Collected data
━━━━━━━━
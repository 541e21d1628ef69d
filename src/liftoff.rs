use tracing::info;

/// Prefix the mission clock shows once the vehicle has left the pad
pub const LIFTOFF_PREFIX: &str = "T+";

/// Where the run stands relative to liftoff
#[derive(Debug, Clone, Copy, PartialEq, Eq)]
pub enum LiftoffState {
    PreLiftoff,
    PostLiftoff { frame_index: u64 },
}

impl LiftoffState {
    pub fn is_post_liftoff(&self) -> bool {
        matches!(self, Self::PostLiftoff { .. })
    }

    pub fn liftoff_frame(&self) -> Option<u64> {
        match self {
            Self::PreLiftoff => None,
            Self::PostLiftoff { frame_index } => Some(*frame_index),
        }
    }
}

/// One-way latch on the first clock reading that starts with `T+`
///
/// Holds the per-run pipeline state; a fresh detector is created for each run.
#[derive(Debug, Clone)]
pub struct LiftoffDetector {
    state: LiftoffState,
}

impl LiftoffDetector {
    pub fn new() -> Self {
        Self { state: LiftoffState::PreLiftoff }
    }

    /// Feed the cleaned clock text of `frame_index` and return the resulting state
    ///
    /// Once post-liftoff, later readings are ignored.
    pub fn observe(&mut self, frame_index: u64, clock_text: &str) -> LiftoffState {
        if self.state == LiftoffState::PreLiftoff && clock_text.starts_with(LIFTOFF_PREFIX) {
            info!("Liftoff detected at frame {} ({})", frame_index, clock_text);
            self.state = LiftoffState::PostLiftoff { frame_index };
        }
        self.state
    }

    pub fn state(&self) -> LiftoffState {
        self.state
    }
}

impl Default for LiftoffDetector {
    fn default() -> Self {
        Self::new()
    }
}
━━━━━━━━
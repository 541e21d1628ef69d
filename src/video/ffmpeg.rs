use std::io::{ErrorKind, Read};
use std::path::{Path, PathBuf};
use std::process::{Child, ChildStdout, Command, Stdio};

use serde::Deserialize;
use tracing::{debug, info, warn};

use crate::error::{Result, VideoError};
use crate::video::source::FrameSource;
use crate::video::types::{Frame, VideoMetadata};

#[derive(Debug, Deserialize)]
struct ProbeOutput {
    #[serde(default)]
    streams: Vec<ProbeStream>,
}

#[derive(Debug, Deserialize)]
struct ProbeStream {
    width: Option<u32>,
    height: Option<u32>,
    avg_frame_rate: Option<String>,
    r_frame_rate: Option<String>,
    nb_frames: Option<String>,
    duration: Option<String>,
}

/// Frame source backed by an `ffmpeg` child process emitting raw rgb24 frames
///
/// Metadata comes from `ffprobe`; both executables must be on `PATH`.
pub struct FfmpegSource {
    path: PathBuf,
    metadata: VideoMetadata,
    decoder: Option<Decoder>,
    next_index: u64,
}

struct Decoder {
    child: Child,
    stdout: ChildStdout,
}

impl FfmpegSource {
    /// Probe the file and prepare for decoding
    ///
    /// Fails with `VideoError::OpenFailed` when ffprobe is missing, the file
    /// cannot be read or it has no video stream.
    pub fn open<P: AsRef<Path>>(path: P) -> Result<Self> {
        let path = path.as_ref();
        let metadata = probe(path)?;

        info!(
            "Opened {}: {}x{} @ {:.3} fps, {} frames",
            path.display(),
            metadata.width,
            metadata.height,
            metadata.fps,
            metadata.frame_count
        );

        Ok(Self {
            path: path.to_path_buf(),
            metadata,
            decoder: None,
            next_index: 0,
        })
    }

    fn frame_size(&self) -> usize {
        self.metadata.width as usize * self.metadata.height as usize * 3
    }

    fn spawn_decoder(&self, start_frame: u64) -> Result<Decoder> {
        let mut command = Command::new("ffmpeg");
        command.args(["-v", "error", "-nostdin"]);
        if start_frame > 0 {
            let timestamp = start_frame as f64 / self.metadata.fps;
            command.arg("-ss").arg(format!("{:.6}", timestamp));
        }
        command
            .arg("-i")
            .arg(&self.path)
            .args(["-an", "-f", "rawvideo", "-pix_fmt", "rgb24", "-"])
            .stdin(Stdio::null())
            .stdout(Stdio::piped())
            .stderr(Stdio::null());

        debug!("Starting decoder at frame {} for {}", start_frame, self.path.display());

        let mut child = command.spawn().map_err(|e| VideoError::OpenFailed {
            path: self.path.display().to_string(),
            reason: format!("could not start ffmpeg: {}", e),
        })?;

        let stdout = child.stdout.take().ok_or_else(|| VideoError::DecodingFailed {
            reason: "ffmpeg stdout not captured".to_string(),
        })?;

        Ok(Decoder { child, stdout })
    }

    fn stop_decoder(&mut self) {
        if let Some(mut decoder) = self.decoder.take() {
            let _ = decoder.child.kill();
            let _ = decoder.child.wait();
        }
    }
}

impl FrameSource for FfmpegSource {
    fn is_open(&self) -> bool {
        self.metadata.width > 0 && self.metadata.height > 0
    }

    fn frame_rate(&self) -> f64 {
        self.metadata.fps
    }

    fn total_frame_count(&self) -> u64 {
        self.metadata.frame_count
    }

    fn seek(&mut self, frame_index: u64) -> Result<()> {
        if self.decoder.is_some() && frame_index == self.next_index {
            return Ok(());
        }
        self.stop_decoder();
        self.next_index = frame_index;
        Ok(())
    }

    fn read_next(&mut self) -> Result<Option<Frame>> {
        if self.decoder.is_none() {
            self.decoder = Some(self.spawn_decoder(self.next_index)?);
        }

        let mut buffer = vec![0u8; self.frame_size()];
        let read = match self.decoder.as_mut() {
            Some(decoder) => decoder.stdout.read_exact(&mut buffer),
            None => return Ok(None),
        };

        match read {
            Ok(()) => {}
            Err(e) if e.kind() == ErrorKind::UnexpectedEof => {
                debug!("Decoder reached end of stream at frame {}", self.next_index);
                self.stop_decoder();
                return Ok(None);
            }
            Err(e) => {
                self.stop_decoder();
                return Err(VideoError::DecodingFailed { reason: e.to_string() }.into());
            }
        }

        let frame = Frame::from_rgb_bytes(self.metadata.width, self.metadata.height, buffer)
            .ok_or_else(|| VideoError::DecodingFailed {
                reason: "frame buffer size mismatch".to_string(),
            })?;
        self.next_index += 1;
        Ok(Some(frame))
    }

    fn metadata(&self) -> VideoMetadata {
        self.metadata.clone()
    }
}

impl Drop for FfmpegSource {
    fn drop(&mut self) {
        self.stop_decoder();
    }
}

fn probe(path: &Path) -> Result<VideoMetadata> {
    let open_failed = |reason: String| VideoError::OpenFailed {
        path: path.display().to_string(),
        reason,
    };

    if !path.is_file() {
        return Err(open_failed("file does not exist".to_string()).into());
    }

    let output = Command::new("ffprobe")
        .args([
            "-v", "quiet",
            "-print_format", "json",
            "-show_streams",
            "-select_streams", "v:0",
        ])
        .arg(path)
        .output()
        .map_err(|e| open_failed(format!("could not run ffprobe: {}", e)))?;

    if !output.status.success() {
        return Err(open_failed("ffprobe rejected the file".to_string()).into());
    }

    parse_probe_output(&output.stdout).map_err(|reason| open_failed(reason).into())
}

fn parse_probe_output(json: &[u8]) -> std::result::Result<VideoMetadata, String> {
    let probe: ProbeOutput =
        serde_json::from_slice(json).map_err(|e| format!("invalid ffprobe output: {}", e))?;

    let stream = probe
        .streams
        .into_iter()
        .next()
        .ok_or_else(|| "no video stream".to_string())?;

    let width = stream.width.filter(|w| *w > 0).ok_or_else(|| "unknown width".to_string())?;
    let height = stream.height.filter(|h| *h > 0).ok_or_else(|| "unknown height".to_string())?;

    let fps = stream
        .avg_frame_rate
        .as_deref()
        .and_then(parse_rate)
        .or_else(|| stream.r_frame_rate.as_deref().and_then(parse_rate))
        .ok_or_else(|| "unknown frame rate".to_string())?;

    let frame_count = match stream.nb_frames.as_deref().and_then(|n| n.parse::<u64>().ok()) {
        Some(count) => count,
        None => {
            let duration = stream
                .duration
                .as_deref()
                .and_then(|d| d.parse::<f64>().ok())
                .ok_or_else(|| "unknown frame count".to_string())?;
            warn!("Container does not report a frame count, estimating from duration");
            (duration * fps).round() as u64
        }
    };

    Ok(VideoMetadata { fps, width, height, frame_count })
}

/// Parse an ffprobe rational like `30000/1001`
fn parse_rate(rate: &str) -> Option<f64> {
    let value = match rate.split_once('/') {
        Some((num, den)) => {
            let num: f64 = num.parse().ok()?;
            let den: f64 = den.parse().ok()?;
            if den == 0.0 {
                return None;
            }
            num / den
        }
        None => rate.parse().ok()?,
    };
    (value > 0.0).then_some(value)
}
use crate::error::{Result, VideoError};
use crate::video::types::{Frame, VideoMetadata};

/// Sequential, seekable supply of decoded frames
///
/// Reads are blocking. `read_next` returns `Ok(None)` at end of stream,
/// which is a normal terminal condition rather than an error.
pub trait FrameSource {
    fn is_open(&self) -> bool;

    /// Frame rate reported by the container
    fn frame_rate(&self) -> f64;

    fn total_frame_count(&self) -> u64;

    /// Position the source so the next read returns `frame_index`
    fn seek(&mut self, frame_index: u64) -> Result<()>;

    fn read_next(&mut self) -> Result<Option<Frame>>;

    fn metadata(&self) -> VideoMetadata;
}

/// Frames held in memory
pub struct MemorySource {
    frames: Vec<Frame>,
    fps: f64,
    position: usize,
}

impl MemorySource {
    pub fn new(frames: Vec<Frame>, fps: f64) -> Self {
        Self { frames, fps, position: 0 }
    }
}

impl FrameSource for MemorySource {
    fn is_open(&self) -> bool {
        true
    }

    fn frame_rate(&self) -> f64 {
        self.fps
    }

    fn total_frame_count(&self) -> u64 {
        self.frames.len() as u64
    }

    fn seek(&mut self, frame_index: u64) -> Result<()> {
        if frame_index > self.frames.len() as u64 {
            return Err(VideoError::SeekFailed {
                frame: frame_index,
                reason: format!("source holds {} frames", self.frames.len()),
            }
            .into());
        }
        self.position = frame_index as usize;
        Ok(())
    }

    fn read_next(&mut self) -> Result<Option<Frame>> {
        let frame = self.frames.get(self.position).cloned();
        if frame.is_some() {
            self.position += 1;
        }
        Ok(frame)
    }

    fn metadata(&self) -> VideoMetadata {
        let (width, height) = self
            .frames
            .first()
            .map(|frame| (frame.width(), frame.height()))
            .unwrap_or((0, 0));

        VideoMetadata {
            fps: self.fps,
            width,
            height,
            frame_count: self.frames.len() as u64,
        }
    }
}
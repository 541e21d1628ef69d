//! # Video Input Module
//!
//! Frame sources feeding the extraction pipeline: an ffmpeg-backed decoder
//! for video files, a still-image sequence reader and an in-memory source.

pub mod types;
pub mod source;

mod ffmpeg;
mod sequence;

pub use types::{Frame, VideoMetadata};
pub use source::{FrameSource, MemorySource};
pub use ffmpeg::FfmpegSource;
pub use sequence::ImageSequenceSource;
━━━━━━━━
__Work item__
Among the lines of the preceding data, which ones hold the word "DecodingFailed"? List them.

__Output of the task__
        let stdout = child.stdout.take().ok_or_else(|| VideoError::DecodingFailed {
                return Err(VideoError::DecodingFailed { reason: e.to_string() }.into());
            .ok_or_else(|| VideoError::DecodingFailed {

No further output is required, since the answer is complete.